A number of stellar astrophysical phenomena, such as tidal novae and planetary engulfment, involve sudden injection of sub-binding energy in a thin layer within the star, leading to mass ejection of the stellar envelope. We use a 1D hydrodynamical model to survey the stellar response and mass loss for various amounts ($E_{\mathrm{dep}}$) and locations of the energy deposition. We find that the total mass ejection has a nontrivial dependence on $E_{\mathrm{dep}}$ due to the varying strengths of mass ejection events, which are associated with density/pressure waves breaking out from the stellar surface. The rapid occurrence of multiple breakouts may present a unique observational signature for sudden envelope heating events in stars.

Figures (6)

• Figure 1: Ejected mass as a function of the dimensionless energy deposition, $\epsilon=E_\mathrm{dep} R_\ast / (GM_\ast^2)$ for the deposition radius $\tilde{r}_\mathrm{dep}=0.7$. The solid line with circular points represents the total ejected mass, while the dashed line with triangular points depicts only the mass ejected from the first breakout (measured at $t=2.5t_\mathrm{dyn}$). The separation between the two lines indicates the presence of multiple mass breakout events. Our fiducial resolution has $N_\mathrm{cells}=3000$ (maroon). The dots of different color depicts results at different resolutions. Also included is a dotted line of spectral slope $3.2$, representing the scaling of the mass loss in the first breakout with $\epsilon$.
• Figure 2: Evolution of the radii of the outermost mass shells as a function of $t$ for energy injection $\epsilon=0.005, 0.01, 0.032, 0.05$ (left to right, top to bottom), all with $\tilde{r}_\mathrm{dep}=0.7$. The evolution is shown up to $t=20 t_\mathrm{dyn}$ to concentrate on the behavior of the second breakout, even though all simulations were run until at least $t=45 t_\mathrm{dyn}$. All cells with external mass $\Delta M \leq 10^{-2} M_\ast$ are shown, but the cells at half logarithmic steps in $\Delta M$ are represented with thicker lines for ease of reference. In each plot, the thick blue dash-dotted line represents the transition from bound to unbound material, such that all mass external to the cell is considered ejected.
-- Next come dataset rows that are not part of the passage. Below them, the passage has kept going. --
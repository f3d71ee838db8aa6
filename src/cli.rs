//! CLI interface for Courier.
//!
//! Every subcommand is non-interactive: files in, human-readable lines out.
//!
//! - `courier route show <route.json>` prints a route and its stops.
//! - `courier replay <route.json> --trace <trace.jsonl>` drives a full session
//!   headlessly from a recorded GPS trace.
//! - `courier fetch --driver <id>` lists the routes the backend has assigned.
//! - `courier snapshot show|clear --driver <id>` inspects the local snapshot.

mod format;
mod replay;

use std::fs;
use std::path::{Path, PathBuf};

use clap::{Parser, Subcommand};
use uuid::Uuid;

use courier::backend::{DispatchBackend, HttpBackend};
use courier::config::Config;
use courier::directions::StaticDirections;
use courier::model::{LocationSample, Route};
use courier::storage::{Storage, StorageError};

use format::{format_driver, format_route};

/// Courier: run a delivery route from the command line.
#[derive(Debug, Parser)]
#[command(name = "courier", after_long_help = WORKFLOW_HELP)]
pub struct Cli {
    #[command(subcommand)]
    pub command: Command,
}

const WORKFLOW_HELP: &str = r#"Workflow: rehearsing a route
  1. courier route show morning.json
  2. courier replay morning.json --trace drive.jsonl --legs legs.json --save
     → prints a driver ID
  3. courier snapshot show --driver 5f0c...

Trace files hold one location sample per line:
  {"lat": 52.52, "lng": 13.40, "timestamp": "2026-10-15T08:00:00Z", "accuracy_m": 6.0}"#;

#[derive(Debug, Subcommand)]
pub enum Command {
    /// Inspect route files.
    Route {
        #[command(subcommand)]
        command: RouteCommand,
    },

    /// Drive a route from a recorded GPS trace.
    ///
    /// Starts the route, feeds every sample through the location tracker
    /// and navigation engine, and completes each stop on arrival against a
    /// local backend that acknowledges everything.
    Replay {
        /// Route JSON file.
        route: PathBuf,

        /// Location samples, one JSON object per line.
        #[arg(long)]
        trace: PathBuf,

        /// Legs JSON: an object mapping stop id to leg.
        #[arg(long)]
        legs: Option<PathBuf>,

        /// Save the final session snapshot to local storage.
        #[arg(long)]
        save: bool,
    },

    /// List routes assigned to a driver by the dispatch backend.
    Fetch {
        #[arg(long)]
        driver: Uuid,
    },

    /// Inspect or remove a driver's locally preserved session.
    Snapshot {
        #[command(subcommand)]
        command: SnapshotCommand,
    },
}

#[derive(Debug, Subcommand)]
pub enum RouteCommand {
    /// Print a route's stops and their statuses.
    Show { route: PathBuf },
}

#[derive(Debug, Subcommand)]
pub enum SnapshotCommand {
    Show {
        #[arg(long)]
        driver: Uuid,
    },

    /// Remove the snapshot. Succeeds if there is none.
    Clear {
        #[arg(long)]
        driver: Uuid,
    },
}

pub fn run(config: &Config, storage: &Storage) -> Result<(), String> {
    let cli = Cli::parse();

    match cli.command {
        Command::Route {
            command: RouteCommand::Show { route },
        } => {
            let route = read_route(&route)?;
            print!("{}", format_route(&route, None));
            Ok(())
        }
        Command::Replay {
            route,
            trace,
            legs,
            save,
        } => cmd_replay(config, storage, &route, &trace, legs.as_deref(), save),
        Command::Fetch { driver } => cmd_fetch(config, driver),
        Command::Snapshot { command } => match command {
            SnapshotCommand::Show { driver } => cmd_snapshot_show(storage, driver),
            SnapshotCommand::Clear { driver } => storage
                .clear_snapshot(driver)
                .map_err(|e| format!("failed to clear snapshot: {e}")),
        },
    }
}

fn cmd_replay(
    config: &Config,
    storage: &Storage,
    route: &Path,
    trace: &Path,
    legs: Option<&Path>,
    save: bool,
) -> Result<(), String> {
    let route = read_route(route)?;
    let trace = read_trace(trace)?;
    let directions = match legs {
        Some(path) => StaticDirections::from_file(path)
            .map_err(|e| format!("failed to read {}: {e}", path.display()))?,
        None => StaticDirections::default(),
    };

    let snapshot = replay::replay(config, route, &trace, directions)?;
    if save {
        storage
            .save_snapshot(&snapshot)
            .map_err(|e| format!("failed to save snapshot: {e}"))?;
        println!("{}", snapshot.driver.id);
    }
    Ok(())
}

fn cmd_fetch(config: &Config, driver: Uuid) -> Result<(), String> {
    let mut backend = HttpBackend::new(&config.backend).map_err(|e| e.to_string())?;
    let routes = backend
        .fetch_assigned_routes(driver)
        .map_err(|e| format!("failed to fetch routes: {e}"))?;

    if routes.is_empty() {
        println!("No routes assigned");
        return Ok(());
    }
    for route in &routes {
        print!("{}", format_route(route, None));
    }
    Ok(())
}

fn cmd_snapshot_show(storage: &Storage, driver: Uuid) -> Result<(), String> {
    let snapshot = match storage.load_snapshot(driver) {
        Ok(s) => s,
        Err(StorageError::NotFound(_)) => {
            println!("No snapshot for {driver}");
            return Ok(());
        }
        Err(e) => return Err(format!("failed to load snapshot: {e}")),
    };

    println!("{}", format_driver(&snapshot.driver));
    println!("saved {}", snapshot.saved_at);
    match &snapshot.route {
        Some(route) => print!("{}", format_route(route, Some(snapshot.current_stop_index))),
        None => println!("No route"),
    }
    Ok(())
}

fn read_route(path: &Path) -> Result<Route, String> {
    let json =
        fs::read_to_string(path).map_err(|e| format!("failed to read {}: {e}", path.display()))?;
    serde_json::from_str(&json).map_err(|e| format!("invalid route {}: {e}", path.display()))
}

fn read_trace(path: &Path) -> Result<Vec<LocationSample>, String> {
    let text =
        fs::read_to_string(path).map_err(|e| format!("failed to read {}: {e}", path.display()))?;
    text.lines()
        .enumerate()
        .filter(|(_, line)| !line.trim().is_empty())
        .map(|(n, line)| {
            serde_json::from_str(line)
                .map_err(|e| format!("{}:{}: invalid sample: {e}", path.display(), n + 1))
        })
        .collect()
}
• Figure 3: Same as Figure \ref{['radiusev']} for $\epsilon=3.2\times10^{-2}$ and $\tilde{r}_\mathrm{dep}=0.8$. In this case, waves close to the unbound layer prevent a quasi-steady state from forming at $t \lesssim 45 t_\mathrm{dyn}$, and an accurate determination of the ejected mass requires long-term integration.
• Figure 4: Profiles of radius, radial velocity, density, and specific internal energy (top to bottom) as a function of the external mass at time steps $t=0.2, 2.2, 3.6, 8.0, 45.0 t_\mathrm{dyn}$ (yellow, orange, red, purple, black) for our fiducial run with $\epsilon=10^{-2}$ and $\tilde{r}_\mathrm{dep}=0.7$. The specific time steps are chosen to highlight the key stages in the time evolution of the system. In order, they are: (i) the initial generation of the ingoing and outgoing density waves; (ii) the rebound of the initially ingoing wave after the initially outgoing wave has ejected material; (iii) the generation of the shock of the second breakout as material that failed to eject during the first breakout crashes back down onto the stellar surface; (iv) the escape of the second breakout and beginning of pulsations in the remnant star; (v) the weakening of remnant oscillations in the underdense region. Bound material is represented by solid lines, while unbound material is represented by dotted lines.
• Figure 5: Ejected mass as a function of $\epsilon$ for $\tilde{r}_\mathrm{dep}=0.6, 0.7, 0.8$ (bright to dark in increasing $\tilde{r}_\mathrm{dep}$). As in Figure \ref{['massej']}, the total mass ejected (solid line, circular points) is distinguished from the mass ejected by the first breakout alone (dashed line, triangular points), and the first breakout is described by a power law of spectral slope 3.2.